→ Assigned task
Start at the line in the entries below that contains "Ok((event, recovered)) =>", stop at the line that contains "let opened = open_input(&self.path)", and output exactly the lines in that span, both ends included.

════════════════════

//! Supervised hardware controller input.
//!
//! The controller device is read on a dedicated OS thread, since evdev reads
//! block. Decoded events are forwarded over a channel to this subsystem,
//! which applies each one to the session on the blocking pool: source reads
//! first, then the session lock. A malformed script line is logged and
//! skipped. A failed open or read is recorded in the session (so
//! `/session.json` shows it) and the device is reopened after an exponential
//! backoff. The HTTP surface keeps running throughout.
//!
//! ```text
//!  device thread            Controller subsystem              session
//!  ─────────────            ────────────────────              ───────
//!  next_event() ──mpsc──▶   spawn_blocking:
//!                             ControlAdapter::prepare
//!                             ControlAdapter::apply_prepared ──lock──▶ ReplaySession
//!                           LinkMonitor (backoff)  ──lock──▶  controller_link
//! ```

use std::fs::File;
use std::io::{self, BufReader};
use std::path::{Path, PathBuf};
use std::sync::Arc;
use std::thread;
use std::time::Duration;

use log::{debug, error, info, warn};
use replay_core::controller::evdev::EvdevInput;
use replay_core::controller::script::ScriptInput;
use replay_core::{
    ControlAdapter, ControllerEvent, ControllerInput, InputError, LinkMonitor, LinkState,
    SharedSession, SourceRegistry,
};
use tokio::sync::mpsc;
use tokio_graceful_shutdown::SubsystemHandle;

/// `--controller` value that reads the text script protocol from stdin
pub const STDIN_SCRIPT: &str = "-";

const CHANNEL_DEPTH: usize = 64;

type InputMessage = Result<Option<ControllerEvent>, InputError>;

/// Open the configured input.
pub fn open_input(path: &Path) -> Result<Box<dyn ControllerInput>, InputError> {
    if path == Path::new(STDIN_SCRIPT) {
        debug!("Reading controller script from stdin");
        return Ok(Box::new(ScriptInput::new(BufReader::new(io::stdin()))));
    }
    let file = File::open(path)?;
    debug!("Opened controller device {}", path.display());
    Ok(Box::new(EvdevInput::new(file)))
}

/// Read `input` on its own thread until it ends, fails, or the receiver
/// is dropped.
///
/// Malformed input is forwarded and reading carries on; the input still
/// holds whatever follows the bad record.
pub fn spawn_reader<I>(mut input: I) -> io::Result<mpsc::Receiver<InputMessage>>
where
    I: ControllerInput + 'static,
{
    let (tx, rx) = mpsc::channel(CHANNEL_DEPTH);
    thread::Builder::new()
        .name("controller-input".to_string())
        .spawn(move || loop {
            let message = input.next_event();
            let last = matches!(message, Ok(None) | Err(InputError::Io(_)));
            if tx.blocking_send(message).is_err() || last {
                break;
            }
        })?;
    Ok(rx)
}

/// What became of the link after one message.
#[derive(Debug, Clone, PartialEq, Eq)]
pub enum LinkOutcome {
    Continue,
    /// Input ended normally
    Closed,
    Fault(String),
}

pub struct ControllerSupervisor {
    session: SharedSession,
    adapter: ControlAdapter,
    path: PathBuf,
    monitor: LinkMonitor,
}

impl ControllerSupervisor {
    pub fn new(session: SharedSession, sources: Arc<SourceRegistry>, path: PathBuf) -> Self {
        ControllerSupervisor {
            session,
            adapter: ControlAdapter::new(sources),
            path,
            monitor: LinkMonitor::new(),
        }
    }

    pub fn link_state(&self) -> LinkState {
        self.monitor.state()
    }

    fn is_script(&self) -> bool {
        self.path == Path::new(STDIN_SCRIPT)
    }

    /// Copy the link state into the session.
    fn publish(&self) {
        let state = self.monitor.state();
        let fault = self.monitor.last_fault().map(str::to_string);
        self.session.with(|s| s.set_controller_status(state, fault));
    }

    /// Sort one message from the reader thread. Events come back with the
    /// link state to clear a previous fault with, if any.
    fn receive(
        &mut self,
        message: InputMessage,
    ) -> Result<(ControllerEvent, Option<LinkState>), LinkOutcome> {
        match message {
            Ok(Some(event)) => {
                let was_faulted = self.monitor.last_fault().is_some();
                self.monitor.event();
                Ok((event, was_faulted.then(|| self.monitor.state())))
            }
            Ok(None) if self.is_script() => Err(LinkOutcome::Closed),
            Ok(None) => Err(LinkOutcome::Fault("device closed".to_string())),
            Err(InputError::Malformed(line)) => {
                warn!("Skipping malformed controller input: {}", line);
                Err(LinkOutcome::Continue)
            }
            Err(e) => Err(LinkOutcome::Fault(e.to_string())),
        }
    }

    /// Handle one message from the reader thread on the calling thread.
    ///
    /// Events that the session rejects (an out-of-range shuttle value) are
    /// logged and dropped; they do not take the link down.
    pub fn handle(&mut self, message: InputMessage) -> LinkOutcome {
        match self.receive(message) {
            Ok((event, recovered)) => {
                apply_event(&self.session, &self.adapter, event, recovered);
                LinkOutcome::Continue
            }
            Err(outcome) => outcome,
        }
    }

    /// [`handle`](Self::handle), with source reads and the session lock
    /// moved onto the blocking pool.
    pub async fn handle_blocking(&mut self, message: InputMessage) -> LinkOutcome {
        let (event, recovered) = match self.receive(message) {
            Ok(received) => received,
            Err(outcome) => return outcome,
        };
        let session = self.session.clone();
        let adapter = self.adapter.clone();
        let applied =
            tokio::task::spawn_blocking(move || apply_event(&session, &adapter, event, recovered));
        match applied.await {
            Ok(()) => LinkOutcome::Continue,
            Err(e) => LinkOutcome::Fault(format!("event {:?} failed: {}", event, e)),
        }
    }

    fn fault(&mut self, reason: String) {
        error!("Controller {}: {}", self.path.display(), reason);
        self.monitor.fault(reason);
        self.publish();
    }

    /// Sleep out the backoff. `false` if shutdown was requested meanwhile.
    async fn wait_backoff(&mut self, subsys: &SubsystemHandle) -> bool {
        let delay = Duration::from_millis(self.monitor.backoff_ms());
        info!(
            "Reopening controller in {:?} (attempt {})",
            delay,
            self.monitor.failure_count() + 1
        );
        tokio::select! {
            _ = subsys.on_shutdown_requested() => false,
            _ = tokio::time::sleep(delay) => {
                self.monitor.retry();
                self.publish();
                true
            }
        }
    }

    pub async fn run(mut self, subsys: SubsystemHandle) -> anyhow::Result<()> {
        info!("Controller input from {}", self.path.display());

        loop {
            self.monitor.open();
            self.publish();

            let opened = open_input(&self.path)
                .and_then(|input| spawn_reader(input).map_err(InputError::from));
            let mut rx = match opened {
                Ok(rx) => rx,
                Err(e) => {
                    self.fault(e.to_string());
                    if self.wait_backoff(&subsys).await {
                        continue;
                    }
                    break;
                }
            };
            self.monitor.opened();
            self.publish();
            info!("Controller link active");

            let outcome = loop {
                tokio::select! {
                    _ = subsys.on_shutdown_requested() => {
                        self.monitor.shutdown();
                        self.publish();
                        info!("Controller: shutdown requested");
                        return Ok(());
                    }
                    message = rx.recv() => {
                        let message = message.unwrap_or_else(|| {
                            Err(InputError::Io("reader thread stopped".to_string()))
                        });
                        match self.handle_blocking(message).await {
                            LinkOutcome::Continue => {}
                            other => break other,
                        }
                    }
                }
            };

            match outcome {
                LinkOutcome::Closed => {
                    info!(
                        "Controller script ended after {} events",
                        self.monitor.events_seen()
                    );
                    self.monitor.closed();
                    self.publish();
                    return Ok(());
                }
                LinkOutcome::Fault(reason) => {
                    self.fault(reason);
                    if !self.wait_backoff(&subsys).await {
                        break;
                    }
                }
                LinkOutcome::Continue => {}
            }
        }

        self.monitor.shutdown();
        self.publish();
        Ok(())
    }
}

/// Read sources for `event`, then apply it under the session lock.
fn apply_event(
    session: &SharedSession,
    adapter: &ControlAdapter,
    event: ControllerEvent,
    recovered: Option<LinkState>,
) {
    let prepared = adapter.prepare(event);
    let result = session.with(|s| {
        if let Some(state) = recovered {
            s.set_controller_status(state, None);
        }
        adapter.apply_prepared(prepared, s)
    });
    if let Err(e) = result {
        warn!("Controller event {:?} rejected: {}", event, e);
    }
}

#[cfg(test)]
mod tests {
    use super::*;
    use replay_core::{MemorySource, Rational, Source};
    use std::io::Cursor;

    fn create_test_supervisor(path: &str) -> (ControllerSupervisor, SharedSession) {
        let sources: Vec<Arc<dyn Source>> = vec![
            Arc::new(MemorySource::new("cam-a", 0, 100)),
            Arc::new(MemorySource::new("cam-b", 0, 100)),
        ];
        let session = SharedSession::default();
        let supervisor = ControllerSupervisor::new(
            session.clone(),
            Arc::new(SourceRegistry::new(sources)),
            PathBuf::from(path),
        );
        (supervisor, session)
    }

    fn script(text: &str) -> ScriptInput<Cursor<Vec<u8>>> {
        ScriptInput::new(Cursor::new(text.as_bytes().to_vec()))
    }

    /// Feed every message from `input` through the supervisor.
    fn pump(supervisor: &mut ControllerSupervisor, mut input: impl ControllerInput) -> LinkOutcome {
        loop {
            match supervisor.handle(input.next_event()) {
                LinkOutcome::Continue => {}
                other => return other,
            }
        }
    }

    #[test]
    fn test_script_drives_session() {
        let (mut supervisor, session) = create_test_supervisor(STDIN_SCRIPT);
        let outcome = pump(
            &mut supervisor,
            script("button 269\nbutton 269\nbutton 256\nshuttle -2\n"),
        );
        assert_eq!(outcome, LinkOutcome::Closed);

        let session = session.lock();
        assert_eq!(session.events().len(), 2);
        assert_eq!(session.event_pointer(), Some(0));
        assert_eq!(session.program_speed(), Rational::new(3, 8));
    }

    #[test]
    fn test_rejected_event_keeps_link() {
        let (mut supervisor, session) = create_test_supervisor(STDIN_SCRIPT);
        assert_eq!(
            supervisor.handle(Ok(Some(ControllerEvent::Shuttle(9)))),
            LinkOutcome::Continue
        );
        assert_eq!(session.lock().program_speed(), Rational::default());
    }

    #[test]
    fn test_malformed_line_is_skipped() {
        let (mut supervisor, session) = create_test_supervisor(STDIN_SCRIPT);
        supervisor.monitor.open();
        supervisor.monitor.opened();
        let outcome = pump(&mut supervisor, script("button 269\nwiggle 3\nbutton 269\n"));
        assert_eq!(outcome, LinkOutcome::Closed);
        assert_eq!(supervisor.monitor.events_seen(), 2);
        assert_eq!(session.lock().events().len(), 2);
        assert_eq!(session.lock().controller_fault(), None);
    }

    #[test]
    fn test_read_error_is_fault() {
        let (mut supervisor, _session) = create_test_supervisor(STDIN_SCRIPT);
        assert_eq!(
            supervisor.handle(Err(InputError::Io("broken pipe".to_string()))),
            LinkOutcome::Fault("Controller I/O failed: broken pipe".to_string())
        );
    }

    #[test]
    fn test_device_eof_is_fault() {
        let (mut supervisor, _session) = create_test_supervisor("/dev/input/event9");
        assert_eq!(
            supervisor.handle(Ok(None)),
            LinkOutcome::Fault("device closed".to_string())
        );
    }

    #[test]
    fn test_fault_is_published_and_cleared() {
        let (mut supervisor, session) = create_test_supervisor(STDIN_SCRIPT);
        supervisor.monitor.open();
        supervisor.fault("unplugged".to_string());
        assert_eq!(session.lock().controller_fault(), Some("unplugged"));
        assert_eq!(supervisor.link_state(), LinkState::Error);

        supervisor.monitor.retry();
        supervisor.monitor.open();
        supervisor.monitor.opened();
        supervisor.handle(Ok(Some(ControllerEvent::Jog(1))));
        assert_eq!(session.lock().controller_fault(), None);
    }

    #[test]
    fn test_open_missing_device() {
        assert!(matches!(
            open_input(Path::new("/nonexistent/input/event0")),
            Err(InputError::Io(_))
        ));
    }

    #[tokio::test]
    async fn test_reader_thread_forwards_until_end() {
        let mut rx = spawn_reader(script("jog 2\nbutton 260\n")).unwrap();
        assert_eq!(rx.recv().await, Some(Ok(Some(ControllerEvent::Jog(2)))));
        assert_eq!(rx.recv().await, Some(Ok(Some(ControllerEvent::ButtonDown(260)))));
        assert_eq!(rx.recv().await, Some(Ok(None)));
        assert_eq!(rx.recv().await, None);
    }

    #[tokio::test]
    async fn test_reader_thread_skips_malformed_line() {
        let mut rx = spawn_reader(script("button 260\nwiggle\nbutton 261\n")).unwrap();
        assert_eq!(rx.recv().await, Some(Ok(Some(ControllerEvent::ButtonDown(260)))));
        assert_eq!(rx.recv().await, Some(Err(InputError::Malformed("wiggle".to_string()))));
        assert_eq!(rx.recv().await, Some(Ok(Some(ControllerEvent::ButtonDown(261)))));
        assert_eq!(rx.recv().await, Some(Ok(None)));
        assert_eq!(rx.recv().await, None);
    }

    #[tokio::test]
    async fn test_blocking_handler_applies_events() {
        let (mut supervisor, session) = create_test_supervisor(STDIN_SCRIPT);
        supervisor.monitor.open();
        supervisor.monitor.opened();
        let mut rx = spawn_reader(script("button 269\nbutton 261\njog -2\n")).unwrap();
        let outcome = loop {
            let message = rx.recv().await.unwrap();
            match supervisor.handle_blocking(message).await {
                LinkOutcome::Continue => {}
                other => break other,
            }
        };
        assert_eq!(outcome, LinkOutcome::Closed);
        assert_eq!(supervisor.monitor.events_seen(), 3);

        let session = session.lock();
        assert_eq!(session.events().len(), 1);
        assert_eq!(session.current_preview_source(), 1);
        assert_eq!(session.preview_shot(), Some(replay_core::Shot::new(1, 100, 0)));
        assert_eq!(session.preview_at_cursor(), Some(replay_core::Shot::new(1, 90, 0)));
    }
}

════════════════════

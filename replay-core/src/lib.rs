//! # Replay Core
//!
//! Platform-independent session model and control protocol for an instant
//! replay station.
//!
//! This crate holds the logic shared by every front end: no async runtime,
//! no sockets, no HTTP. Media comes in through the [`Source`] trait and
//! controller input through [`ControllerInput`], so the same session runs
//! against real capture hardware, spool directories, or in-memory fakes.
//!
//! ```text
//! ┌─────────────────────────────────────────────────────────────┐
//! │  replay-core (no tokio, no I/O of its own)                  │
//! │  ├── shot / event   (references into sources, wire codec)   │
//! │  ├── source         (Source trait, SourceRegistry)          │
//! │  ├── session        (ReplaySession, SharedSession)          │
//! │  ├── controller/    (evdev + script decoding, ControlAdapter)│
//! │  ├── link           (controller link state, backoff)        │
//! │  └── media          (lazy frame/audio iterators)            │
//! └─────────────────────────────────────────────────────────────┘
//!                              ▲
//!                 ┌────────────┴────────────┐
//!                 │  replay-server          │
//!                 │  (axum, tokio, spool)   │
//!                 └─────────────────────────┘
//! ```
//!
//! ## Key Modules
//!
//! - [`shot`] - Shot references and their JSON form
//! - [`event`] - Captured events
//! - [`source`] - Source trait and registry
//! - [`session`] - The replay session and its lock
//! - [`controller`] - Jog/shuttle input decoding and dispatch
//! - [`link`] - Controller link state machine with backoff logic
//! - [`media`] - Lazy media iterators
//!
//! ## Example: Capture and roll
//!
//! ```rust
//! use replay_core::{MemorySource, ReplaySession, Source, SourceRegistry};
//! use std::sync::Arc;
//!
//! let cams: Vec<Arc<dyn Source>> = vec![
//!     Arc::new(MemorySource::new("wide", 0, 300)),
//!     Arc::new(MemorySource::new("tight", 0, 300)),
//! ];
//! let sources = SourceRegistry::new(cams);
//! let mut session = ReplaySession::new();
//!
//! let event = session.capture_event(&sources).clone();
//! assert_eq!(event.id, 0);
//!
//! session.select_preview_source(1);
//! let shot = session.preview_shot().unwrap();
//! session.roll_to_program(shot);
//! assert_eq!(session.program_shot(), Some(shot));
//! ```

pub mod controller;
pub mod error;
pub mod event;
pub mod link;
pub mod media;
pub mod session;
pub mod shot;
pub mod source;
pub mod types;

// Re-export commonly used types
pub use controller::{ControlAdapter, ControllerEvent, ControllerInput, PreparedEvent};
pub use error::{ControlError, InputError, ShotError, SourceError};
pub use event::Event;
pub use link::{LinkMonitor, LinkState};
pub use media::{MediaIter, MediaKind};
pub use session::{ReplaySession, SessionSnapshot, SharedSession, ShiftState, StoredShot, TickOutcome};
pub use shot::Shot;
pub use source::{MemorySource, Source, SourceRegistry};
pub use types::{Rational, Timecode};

════════════════════

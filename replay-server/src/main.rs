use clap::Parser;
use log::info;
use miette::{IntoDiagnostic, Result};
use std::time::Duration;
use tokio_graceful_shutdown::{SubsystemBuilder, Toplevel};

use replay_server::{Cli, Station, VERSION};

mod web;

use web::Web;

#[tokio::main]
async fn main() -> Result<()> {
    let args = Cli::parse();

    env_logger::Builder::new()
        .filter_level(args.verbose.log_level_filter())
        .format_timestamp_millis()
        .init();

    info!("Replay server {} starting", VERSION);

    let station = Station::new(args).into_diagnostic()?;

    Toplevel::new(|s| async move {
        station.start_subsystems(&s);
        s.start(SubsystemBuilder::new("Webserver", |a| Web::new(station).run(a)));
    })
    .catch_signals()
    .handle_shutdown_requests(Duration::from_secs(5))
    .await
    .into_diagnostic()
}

════════════════════

→ Output below
            Ok((event, recovered)) => {
                apply_event(&self.session, &self.adapter, event, recovered);
                LinkOutcome::Continue
            }
            Err(outcome) => outcome,
        }
    }

    /// [`handle`](Self::handle), with source reads and the session lock
    /// moved onto the blocking pool.
    pub async fn handle_blocking(&mut self, message: InputMessage) -> LinkOutcome {
        let (event, recovered) = match self.receive(message) {
            Ok(received) => received,
            Err(outcome) => return outcome,
        };
        let session = self.session.clone();
        let adapter = self.adapter.clone();
        let applied =
            tokio::task::spawn_blocking(move || apply_event(&session, &adapter, event, recovered));
        match applied.await {
            Ok(()) => LinkOutcome::Continue,
            Err(e) => LinkOutcome::Fault(format!("event {:?} failed: {}", event, e)),
        }
    }

    fn fault(&mut self, reason: String) {
        error!("Controller {}: {}", self.path.display(), reason);
        self.monitor.fault(reason);
        self.publish();
    }

    /// Sleep out the backoff. `false` if shutdown was requested meanwhile.
    async fn wait_backoff(&mut self, subsys: &SubsystemHandle) -> bool {
        let delay = Duration::from_millis(self.monitor.backoff_ms());
        info!(
            "Reopening controller in {:?} (attempt {})",
            delay,
            self.monitor.failure_count() + 1
        );
        tokio::select! {
            _ = subsys.on_shutdown_requested() => false,
            _ = tokio::time::sleep(delay) => {
                self.monitor.retry();
                self.publish();
                true
            }
        }
    }

    pub async fn run(mut self, subsys: SubsystemHandle) -> anyhow::Result<()> {
        info!("Controller input from {}", self.path.display());

        loop {
            self.monitor.open();
            self.publish();

            let opened = open_input(&self.path)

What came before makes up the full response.